Because of the constant parade of urgent items on their “to do” lists, founders may feel like they aren't keeping up, that they aren't moving their business forward, or, worse yet, that the business is failing altogether. By the time things reach this stage, it is often past the time when the real problem should have been identified and addressed.

The problem, in general, is that no attempt has been made to distinguish between issues that are Truly important of those who are just urgent.

This is because separating issues in this way is not a natural way of thinking. When an issue is urgent, by definition it has become a priority. The issue must be addressed because it must be addressed. Now. Therefore, as a founder, pressing problems easily dominate his days and his “shared mind.” Since they can't (or can no longer) be ignored, they become the topics you spend your time on. This seems like a good way to budget your time. In fact, it is not.

That in itself is a problem because finding effective ways to budget your time is one of the first hurdles new founders face as they grow their companies.

Simply put, many founders start out believing that their time and attention are, indeed, an infinite resource. By this I don't mean its infinite hours in a day. What I really mean is that founder time is the only amount over which an early-stage founder truly feels like he has complete control.
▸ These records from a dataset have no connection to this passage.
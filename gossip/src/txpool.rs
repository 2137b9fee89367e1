//! The transaction pool.
//!
//! Transactions queue per sender in nonce order and leave the pool when a
//! receipt confirms them. Selection for an event respects the per-address
//! cap and a gas budget, and marks picked transactions in-flight so the
//! next event does not re-pack them.

use crate::Error;
use moira_dag::event::Transaction;
use moira_dag::types::{Address, Hash};
use parking_lot::Mutex;
use std::collections::{BTreeMap, HashMap, HashSet};
use tracing::debug;

/// A pooled transaction plus an optional completion callback, invoked with
/// the receipt once the transaction is confirmed in a block.
pub struct TxDesc {
    pub tx: Transaction,
    pub callback: Option<Box<dyn FnOnce(&moira_dag::chain::Receipt) + Send>>,
}

impl TxDesc {
    pub fn new(tx: Transaction) -> Self {
        Self { tx, callback: None }
    }
}

#[derive(Default)]
struct PoolInner {
    /// Per-sender queues keyed by nonce.
    by_sender: HashMap<Address, BTreeMap<u64, TxDesc>>,
    /// Hash to queue position, for confirmation lookup.
    by_hash: HashMap<Hash, (Address, u64)>,
    /// Transactions handed to the emitter but not yet confirmed.
    in_flight: HashSet<Hash>,
    len: usize,
}

/// Shared, thread-safe transaction pool.
pub struct TxPool {
    inner: Mutex<PoolInner>,
    capacity: usize,
}

impl TxPool {
    pub fn new(capacity: usize) -> Self {
        Self {
            inner: Mutex::new(PoolInner::default()),
            capacity,
        }
    }

    /// Queues a transaction. A transaction with the same sender and nonce
    /// replaces the queued one.
    pub fn add(&self, desc: TxDesc) -> Result<(), Error> {
        let mut inner = self.inner.lock();
        let sender = desc.tx.sender;
        let nonce = desc.tx.nonce;
        let hash = desc.tx.hash();
        if inner.len >= self.capacity && !inner.contains_slot(&sender, nonce) {
            return Err(Error::PoolFull(self.capacity));
        }
        let queue = inner.by_sender.entry(sender).or_default();
        if let Some(prior) = queue.insert(nonce, desc) {
            let prior_hash = prior.tx.hash();
            inner.by_hash.remove(&prior_hash);
            inner.in_flight.remove(&prior_hash);
        } else {
            inner.len += 1;
        }
        inner.by_hash.insert(hash, (sender, nonce));
        Ok(())
    }

    /// Picks transactions for the next event: per sender in consecutive
    /// nonce order, at most `max_per_address` each, stopping at the gas
    /// budget. Picked transactions are marked in-flight.
    pub fn select(&self, max_per_address: u32, gas_budget: u64) -> Vec<Transaction> {
        let mut inner = self.inner.lock();
        let mut remaining = gas_budget;
        let mut picked = Vec::new();
        let mut picked_hashes = Vec::new();
        for (sender, queue) in &inner.by_sender {
            let mut taken = 0u32;
            let mut expected: Option<u64> = None;
            for (nonce, desc) in queue {
                if taken >= max_per_address {
                    break;
                }
                // Nonce gaps stall the rest of the sender's queue.
                if expected.is_some_and(|e| *nonce != e) {
                    break;
                }
                let hash = desc.tx.hash();
                if inner.in_flight.contains(&hash) {
                    expected = Some(nonce + 1);
                    continue;
                }
                if desc.tx.gas > remaining {
                    break;
                }
                remaining -= desc.tx.gas;
                taken += 1;
                expected = Some(nonce + 1);
                picked.push(desc.tx.clone());
                picked_hashes.push(hash);
            }
            if remaining == 0 {
                debug!(sender = %sender, "gas budget exhausted during selection");
                break;
            }
        }
        for hash in picked_hashes {
            inner.in_flight.insert(hash);
        }
        picked
    }

    /// Removes a confirmed transaction and fires its callback.
    pub fn confirm(&self, receipt: &moira_dag::chain::Receipt) {
        let desc = {
            let mut inner = self.inner.lock();
            inner.in_flight.remove(&receipt.tx_hash);
            let Some((sender, nonce)) = inner.by_hash.remove(&receipt.tx_hash) else {
                return;
            };
            let Some(queue) = inner.by_sender.get_mut(&sender) else {
                return;
            };
            let desc = queue.remove(&nonce);
            if queue.is_empty() {
                inner.by_sender.remove(&sender);
            }
            if desc.is_some() {
                inner.len -= 1;
            }
            desc
        };
        // Fired outside the lock; callbacks may re-enter the pool.
        if let Some(TxDesc {
            callback: Some(callback),
            ..
        }) = desc
        {
            callback(receipt);
        }
    }

    /// Returns picked-but-unconfirmed transactions to selectability, for
    /// re-packing after an emission failure or epoch turnover.
    pub fn reset_in_flight(&self) {
        self.inner.lock().in_flight.clear();
    }

    /// Queued transactions originated by `sender`.
    pub fn originated_by(&self, sender: &Address) -> usize {
        self.inner
            .lock()
            .by_sender
            .get(sender)
            .map_or(0, BTreeMap::len)
    }

    pub fn len(&self) -> usize {
        self.inner.lock().len
    }

    pub fn is_empty(&self) -> bool {
        self.len() == 0
    }
}

impl PoolInner {
    fn contains_slot(&self, sender: &Address, nonce: u64) -> bool {
        self.by_sender
            .get(sender)
            .is_some_and(|queue| queue.contains_key(&nonce))
    }
}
Virtually all external resources – particularly financial resources – are tightly restricted, and those limitations are outside the control of the founder. The only thing they feel they can always find more of is their own time. Until they can't take it anymore.

Usually this process occurs gradually. I know it's happened when founders start saying they're tired, stressed, or feel like there's too much to do. They will often say that they hope things will improve soon, once they've passed the next round of funding, the next technical milestone, or the next conference. It almost never gets better. Unless they address the issue.

It is at this point that I suggest to many founders that they really need “professional help.” By this I don't mean counseling. What I mean is that they need to find someone detailed and organized who can help them with the task of separating the Merely Urgent of the Truly Important.

Because many of the pressing issues that founders tend to grapple with don't require their particular skills, experience, or judgment (or, frankly, even their level of authority) to address. Many of these tasks are repetitive or even routine and typically need to be completed with care and attention to detail, but they do not need to be completed by the founder himself.

Honestly, the problem is that many founders consider these tasks to be, well, chores. Take for example completing payroll, this is a task that must be done and it must be done on time, it requires careful attention to ensure it is done correctly, but it does not require high level decision making. Past a certain point, it's the wrong job for founders to do.

But because many founders don't enjoy jobs like this, and because other people depend on them being completed on time, founders will, at least initially, be reluctant to “offload” them to someone else. They feel like this would be an imposition and since their time is something they always have enough of, they should go ahead and do those nasty little jobs themselves. Irritating and time-consuming jobs instead of imposing them on someone else.

When they do this, they are actually not doing them any favors. Everyone around them, their employees, their investors and even their clients, considers the founder's time to be the most valuable thing they can have. has spend. Spending that valuable resource on work that could be done by someone else doesn't really help anyone, least of all the founder.

The other reality that founders must accept is that there are many people in the world who not only enjoy the jobs that the founder doesn't like, but also have the skills and experience to be much better at them than the founder sometime it would be. .

Believe me, one of the great joys of being a founder is finding people to work with who are really good at the jobs you don't like doing. But you have to realize that truth in order to enjoy it.

However, to be fair, hiring someone to handle the urgent but routine part of the load is only part of the solution to this problem. In the next column we'll look at some other techniques for separating the merely urgent from the truly important so you can keep your focus where it needs to be.